Sin embargo, el suegro de Chen Boyuan no quiso decirle cómo había mejorado. El anciano se disgustó mucho; entonces se le ocurrió una idea. Empezó a vigilar al suegro de Chen Boyuan. Se quedaba deliberadamente cerca del suegro de Chen Boyuan y, un día, escuchó la conversación entre este y su hija. Mencionaron a Wang Yao. El anciano se emocionó muchísimo. Wang Yao recordó que el suegro de Chen Boyuan lo había visitado dos veces. No esperaba que el anciano lo hubiera seguido en una de esas ocasiones. Sin embargo, el anciano perdió de vista al suegro de Chen Boyuan por el camino. Por suerte, al final encontró la cabaña.
¡Esto era pura suerte!
Eso fue todo lo que Wang Yao pudo pensar después de que el anciano le contara cómo lo había encontrado.
¡Qué coincidencia!
Era el destino del anciano oír hablar de Wang Yao y encontrarlo.
Lo que era más importante es que Wang Yao tenía la misión de dar a conocer su nombre en mil millas a la redonda.

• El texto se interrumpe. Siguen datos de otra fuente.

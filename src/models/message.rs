use serde::{Deserialize, Serialize};
use uuid::Uuid;

use crate::config::TransportProtocol;
use crate::error::TransportResult;
use crate::validation::{validate_identifier, validate_property_name, validate_property_value};

use super::unix_millis;

/// The application's verdict on an inbound message, translated by the
/// active connection into the protocol-specific acknowledgement.
#[derive(Debug, Clone, Copy, PartialEq, Eq, Serialize, Deserialize)]
#[serde(rename_all = "snake_case")]
pub enum MessageDisposition {
    /// Processed successfully; the hub removes the message.
    Complete,
    /// Not processed; the hub may redeliver it later.
    Abandon,
    /// Unprocessable; the hub dead-letters the message.
    Reject,
}

/// A telemetry or cloud-to-device message.
///
/// The body is an opaque byte sequence owned by the message; system
/// properties identify and route it, and user properties carry
/// application metadata in insertion order.
///
/// # Expiry
///
/// `expires_at_ms` is an absolute wall-clock instant in milliseconds
/// since the Unix epoch; `0` means the message never expires. A message
/// is expired when the current time strictly exceeds that instant.
#[derive(Debug, Clone, Serialize, Deserialize)]
pub struct Message {
    body: Vec<u8>,
    message_id: String,
    #[serde(skip_serializing_if = "Option::is_none")]
    correlation_id: Option<String>,
    #[serde(skip_serializing_if = "Option::is_none")]
    user_id: Option<String>,
    #[serde(skip_serializing_if = "Option::is_none")]
    to: Option<String>,
    #[serde(skip_serializing_if = "Option::is_none")]
    input_name: Option<String>,
    #[serde(skip_serializing_if = "Option::is_none")]
    output_name: Option<String>,
    #[serde(skip_serializing_if = "Option::is_none")]
    connection_device_id: Option<String>,
    #[serde(skip_serializing_if = "Option::is_none")]
    lock_token: Option<String>,
    expires_at_ms: u64,
    /// User properties in insertion order. `set_property` replaces an
    /// existing name in place so the order the application established
    /// survives round-trips through the wire encoding.
    properties: Vec<(String, String)>,
}

impl Message {
    /// Create a message with the given body and a generated message id.
    pub fn new(body: impl Into<Vec<u8>>) -> Self {
        Self {
            body: body.into(),
            message_id: Uuid::new_v4().to_string(),
            correlation_id: None,
            user_id: None,
            to: None,
            input_name: None,
            output_name: None,
            connection_device_id: None,
            lock_token: None,
            expires_at_ms: 0,
            properties: Vec::new(),
        }
    }

    // =========================================================================
    // System properties
    // =========================================================================

    pub fn body(&self) -> &[u8] {
        &self.body
    }

    pub fn message_id(&self) -> &str {
        &self.message_id
    }

    /// Replace the generated message id with a caller-chosen one.
    pub fn set_message_id(&mut self, id: impl Into<String>) -> TransportResult<()> {
        let id = id.into();
        validate_identifier(&id, "message-id")?;
        self.message_id = id;
        Ok(())
    }

    pub fn correlation_id(&self) -> Option<&str> {
        self.correlation_id.as_deref()
    }

    pub fn set_correlation_id(&mut self, id: impl Into<String>) -> TransportResult<()> {
        let id = id.into();
        validate_identifier(&id, "correlation-id")?;
        self.correlation_id = Some(id);
        Ok(())
    }

    pub fn lock_token(&self) -> Option<&str> {
        self.lock_token.as_deref()
    }

    /// Set the delivery lock token (assigned by the hub on inbound
    /// messages, echoed back in the acknowledgement).
    pub fn set_lock_token(&mut self, token: impl Into<String>) -> TransportResult<()> {
        let token = token.into();
        validate_identifier(&token, "lock-token")?;
        self.lock_token = Some(token);
        Ok(())
    }

    pub fn user_id(&self) -> Option<&str> {
        self.user_id.as_deref()
    }

    pub fn with_user_id(mut self, user_id: impl Into<String>) -> Self {
        self.user_id = Some(user_id.into());
        self
    }

    pub fn to(&self) -> Option<&str> {
        self.to.as_deref()
    }

    pub fn with_to(mut self, to: impl Into<String>) -> Self {
        self.to = Some(to.into());
        self
    }

    pub fn input_name(&self) -> Option<&str> {
        self.input_name.as_deref()
    }

    pub fn with_input_name(mut self, name: impl Into<String>) -> Self {
        self.input_name = Some(name.into());
        self
    }

    pub fn output_name(&self) -> Option<&str> {
        self.output_name.as_deref()
    }

    pub fn with_output_name(mut self, name: impl Into<String>) -> Self {
        self.output_name = Some(name.into());
        self
    }

    pub fn connection_device_id(&self) -> Option<&str> {
        self.connection_device_id.as_deref()
    }

    pub fn with_connection_device_id(mut self, id: impl Into<String>) -> Self {
        self.connection_device_id = Some(id.into());
        self
    }

    // =========================================================================
    // Expiry
    // =========================================================================

    pub fn expires_at_ms(&self) -> u64 {
        self.expires_at_ms
    }

    /// Set the absolute expiry instant. `0` clears expiry.
    pub fn set_expires_at_ms(&mut self, at_ms: u64) {
        self.expires_at_ms = at_ms;
    }

    /// Expire the message `ttl` from now.
    pub fn with_ttl(mut self, ttl: std::time::Duration) -> Self {
        self.expires_at_ms = unix_millis().saturating_add(ttl.as_millis() as u64);
        self
    }

    /// Whether the expiry instant has passed. A message with no expiry
    /// (`expires_at_ms == 0`) never expires.
    pub fn is_expired(&self) -> bool {
        self.expires_at_ms != 0 && unix_millis() > self.expires_at_ms
    }

    // =========================================================================
    // User properties
    // =========================================================================

    /// Look up a user property by name.
    pub fn property(&self, name: &str) -> Option<&str> {
        self.properties
            .iter()
            .find(|(n, _)| n == name)
            .map(|(_, v)| v.as_str())
    }

    /// Set a user property, replacing an existing one in place.
    pub fn set_property(
        &mut self,
        name: impl Into<String>,
        value: impl Into<String>,
    ) -> TransportResult<()> {
        let name = name.into();
        let value = value.into();
        validate_property_name(&name)?;
        validate_property_value(&value)?;

        if let Some(slot) = self.properties.iter_mut().find(|(n, _)| *n == name) {
            slot.1 = value;
        } else {
            self.properties.push((name, value));
        }
        Ok(())
    }

    /// All user properties in insertion order.
    pub fn properties(&self) -> &[(String, String)] {
        &self.properties
    }

    // =========================================================================
    // Transport queries
    // =========================================================================

    /// Whether a broker-level acknowledgement is expected after the wire
    /// send. The request/response protocol returns the final status
    /// synchronously, so nothing further is outstanding.
    pub fn ack_expected(&self, protocol: TransportProtocol) -> bool {
        !matches!(protocol, TransportProtocol::ReqResp)
    }
}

—Entiendo, puedo echar un vistazo a su esposa en su casa. Sin embargo, no puedo verla ahora. Deme su dirección, lo visitaré mañana —dijo Wang Yao.
—De acuerdo, gracias —dijo el anciano. Le dejó su dirección y sus datos de contacto a Wang Yao.
—Cuídese, hasta mañana. —Wang Yao lo acompañó hasta la salida del patio.
—Gracias, adiós —dijo el anciano.
—Lo siento, no podré pasar mucho tiempo contigo. —Wang Yao había planeado llevar a Tong Wei de compras por Beijing.
—No pasa nada —dijo Tong Wei con una sonrisa.
Podía notar que el anciano sentía un fuerte apego por su esposa. Eso la hizo pensar si Wang Yao seguiría con ella y la amaría cuando envejecieran.
De repente, la hizo pensar en su futuro juntos.
Hacía bastante fresco en la noche de otoño.
Wang Yao siguió sentado solo en el patio para mirar el cielo. El cielo se veía borroso ese día.
—¿Qué haces aquí? —Tong Wei salió con una chaqueta puesta.
—Estoy mirando el cielo. —Wang Yao señaló al cielo.
—¿Qué hay en el cielo? Solo se ve gris —dijo Tong Wei.
—El cielo es en realidad bastante interesante —dijo Wang Yao con una sonrisa.
Tong Wei no podía ver lo que él veía en el cielo. Al mismo tiempo, él también intentaba comunicarse con los espíritus del patio.
Había mucho silencio en el patio.
¡Fiuuu! Empezó a levantarse viento. Tong Wei se estremeció ligeramente.
¡Detente!
Wang Yao levantó la mano izquierda y el viento se detuvo.
—¡Menos mal que el viento paró! —dijo Tong Wei.
Ella sonrió, pero se dio cuenta de que las hojas del patio seguían moviéndose, lo que significaba que el viento no se había ido, simplemente ella no podía sentirlo.